The annual conventions of America’s theologians and scholars of religion are great opportunities for non-American academics (like me) to get a sense of what’s happening in the field. Yes, the old country has its European Society for Catholic Theology (founded in 1989), but it can’t yet aspire to be a hub of important activity like the Catholic Theological Society of America, the College Theology Society, or the American Academy of Religion (AAR).

Case in point: catching my attention at the recent AAR annual convention in Atlanta were the translations from French into English of the private journals of two of the most important Catholic theologians in the 20th century, whose work was decisive in the theological developments of Vatican II: Yves Congar and M.D. Chenu. Congar’s journal of the council is already known to the English-speaking audience (it was translated and published in 2012), but here we have now an even more dramatic and personal diary: Journal of a Theologian 1946-1956. Here is an excerpt from the section devoted to the dramatic weeks in the summer of 1950, when Pius XII’s encyclical Humani generis (bearing the date August 12) was used to silence scores of Catholic theologians, Congar included.
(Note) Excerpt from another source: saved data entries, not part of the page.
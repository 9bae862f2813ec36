// Copyright (C) 2025 SyncMyOrders Sp. z o.o.
// SPDX-License-Identifier: AGPL-3.0-or-later
//! Error taxonomy for the persistence boundary.
//!
//! Every session and service method fails with one of exactly two kinds:
//! [`DbError::NotFound`] (the requested aggregate, or the row targeted by an
//! update/delete, does not exist) or [`DbError::Internal`] (everything else:
//! connection failures, constraint violations, failed begin/commit). Callers
//! branch on [`DbError::kind`] instead of matching message strings.

use std::fmt;

/// Result type using DbError.
pub type DbResult<T> = std::result::Result<T, DbError>;

/// Discriminant of a [`DbError`], for callers that only care about the kind.
#[derive(Debug, Clone, Copy, PartialEq, Eq)]
pub enum DbErrorKind {
    /// The requested row or aggregate does not exist.
    NotFound,
    /// Any lower-level failure: driver errors, constraint violations,
    /// transaction begin/commit/rollback failures.
    Internal,
}

/// Error returned by session and service operations.
#[derive(Debug, Clone, PartialEq, Eq)]
pub enum DbError {
    /// The requested aggregate does not exist. Also covers UPDATE/DELETE
    /// statements that matched zero rows, which is deliberately distinguished
    /// from a successful no-op.
    NotFound {
        /// Human-readable context identifying the missing entity.
        context: String,
    },

    /// A lower-level failure occurred.
    Internal {
        /// Human-readable context describing the failure.
        context: String,
    },
}

impl DbError {
    /// Build a NotFound error with the given context.
    pub fn not_found(context: impl Into<String>) -> Self {
        Self::NotFound {
            context: context.into(),
        }
    }

    /// Build an Internal error with the given context.
    pub fn internal(context: impl Into<String>) -> Self {
        Self::Internal {
            context: context.into(),
        }
    }

    /// The kind of this error.
    pub fn kind(&self) -> DbErrorKind {
        match self {
            Self::NotFound { .. } => DbErrorKind::NotFound,
            Self::Internal { .. } => DbErrorKind::Internal,
        }
    }

    /// Whether this is a NotFound error.
    pub fn is_not_found(&self) -> bool {
        self.kind() == DbErrorKind::NotFound
    }

    /// Prepend workflow-level context, preserving the error kind.
    ///
    /// The orchestrator wraps session errors with context about the workflow
    /// that failed but never reclassifies NotFound as Internal or vice versa.
    pub fn append(self, context: &str) -> Self {
        match self {
            Self::NotFound { context: inner } => Self::NotFound {
                context: format!("{context}: {inner}"),
            },
            Self::Internal { context: inner } => Self::Internal {
                context: format!("{context}: {inner}"),
            },
        }
    }
}

impl fmt::Display for DbError {
    fn fmt(&self, f: &mut fmt::Formatter<'_>) -> fmt::Result {
        match self {
            Self::NotFound { context } => write!(f, "not found: {context}"),
            Self::Internal { context } => write!(f, "internal error: {context}"),
        }
    }
}

impl std::error::Error for DbError {}

impl From<sqlx::Error> for DbError {
    fn from(err: sqlx::Error) -> Self {
        DbError::Internal {
            context: err.to_string(),
        }
    }
}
Paris, eleven o’clock in the morning, 17 August 1950. Fr General [Manuel Suarez, 1946-1954] arrived in Paris on the evening of the 16th and asked for me to see him this Thursday morning, the 17th. He received me from 9:15 to 10:15 and I am making a note immediately of the essence of what he said to me. Actually, he repeated certain things several times and dwelt on some points. Essentially, it is to do with Chrétiens désunis [Congar’s seminal book on ecumenism, published in 1937, translated into English and published in 1939 with the title Divided Christendom]. Certain newspapers have announced that a new edition had been banned by the Holy Office. … [Fr. General tells me] I would need to revise Chrétiens désunis in the light of the text of the Holy Office; I would need to correct certain things. I was not told that. … He wants me to make changes myself; he does not want Rome to be involved in any way… . Fr. General told me that it would be necessary to do something to regain the trust of Rome. Every time he mentions my name it is brushed aside for some reason… Very often, people are surprised that I am still teaching… I told him that I believe that it is impossible that I shall ever regain the trust of Rome. That surprised him and even shocked him a little. But I told him: Fr. Lacordaire never got to clear his name, nor did Fr. Sertillanges… Once one has been pigeonholed one can never be restored. He told me that the pope had said to him, a little before the death of Sertillanges, that he was one of his admirers… But that did not stop Fr. Sertillanges having difficulties right up to the end.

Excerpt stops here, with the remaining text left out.